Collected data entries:
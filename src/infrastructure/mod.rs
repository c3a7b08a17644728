//! Infrastructure layer - External service integrations
//!
//! This layer contains:
//! - The analysis backend gateway (HTTP transport, wire formats, cache)
//! - Tokio runtime bridge for async operations

pub mod gateway;
pub mod runtime;

pub use gateway::{Gateway, ReqwestTransport};
pub use runtime::{RuntimeBridge, RuntimeCommand, RuntimeEvent};
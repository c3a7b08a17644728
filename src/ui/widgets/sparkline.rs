//! Daily volume bars, one column per day

use ratatui::{
    buffer::Buffer,
    layout::Rect,
    style::{Color, Style},
    widgets::Widget,
};

use crate::ui::view_model::DailyBar;

const BAR_CHARS: [char; 8] = ['▁', '▂', '▃', '▄', '▅', '▆', '▇', '█'];

/// Vertical bars filling the whole area height; green on net-inflow days
pub struct VolumeBars<'a> {
    bars: &'a [DailyBar],
    inflow: Style,
    outflow: Style,
}

impl<'a> VolumeBars<'a> {
    pub fn new(bars: &'a [DailyBar]) -> Self {
        Self {
            bars,
            inflow: Style::default().fg(Color::LightGreen),
            outflow: Style::default().fg(Color::LightRed),
        }
    }
}

/// Bar height in eighths of a cell
fn eighths(value: u64, max: u64, rows: u16) -> u64 {
    let total = rows as u64 * 8;
    if max == 0 {
        return 0;
    }
    let scaled = (value as u128 * total as u128 + max as u128 / 2) / max as u128;
    // non-zero days stay visible
    (scaled as u64).max(u64::from(value > 0)).min(total)
}

impl<'a> Widget for VolumeBars<'a> {
    fn render(self, area: Rect, buf: &mut Buffer) {
        if area.width == 0 || area.height == 0 || self.bars.is_empty() {
            return;
        }

        // Most recent days that fit
        let count = self.bars.len().min(area.width as usize);
        let visible = &self.bars[self.bars.len() - count..];
        let max = visible.iter().map(|b| b.height).max().unwrap_or(0);

        for (i, bar) in visible.iter().enumerate() {
            let x = area.x + i as u16;
            let style = if bar.positive { self.inflow } else { self.outflow };
            let mut remaining = eighths(bar.height, max, area.height);

            for row in (0..area.height).rev() {
                if remaining == 0 {
                    break;
                }
                let fill = remaining.min(8);
                let y = area.y + row;
                buf.get_mut(x, y)
                    .set_char(BAR_CHARS[fill as usize - 1])
                    .set_style(style);
                remaining -= fill;
            }
        }
    }
}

* [WHAT THE TASK REQUIRES]: Reproduce the entries above exactly, but only the lines between the line holding "pub struct VolumeBars<'a>" and the line holding "days stay visible", inclusive.

* [ANSWER TO THIS PROBLEM]:
pub struct VolumeBars<'a> {
    bars: &'a [DailyBar],
    inflow: Style,
    outflow: Style,
}

impl<'a> VolumeBars<'a> {
    pub fn new(bars: &'a [DailyBar]) -> Self {
        Self {
            bars,
            inflow: Style::default().fg(Color::LightGreen),
            outflow: Style::default().fg(Color::LightRed),
        }
    }
}

/// Bar height in eighths of a cell
fn eighths(value: u64, max: u64, rows: u16) -> u64 {
    let total = rows as u64 * 8;
    if max == 0 {
        return 0;
    }
    let scaled = (value as u128 * total as u128 + max as u128 / 2) / max as u128;
    // non-zero days stay visible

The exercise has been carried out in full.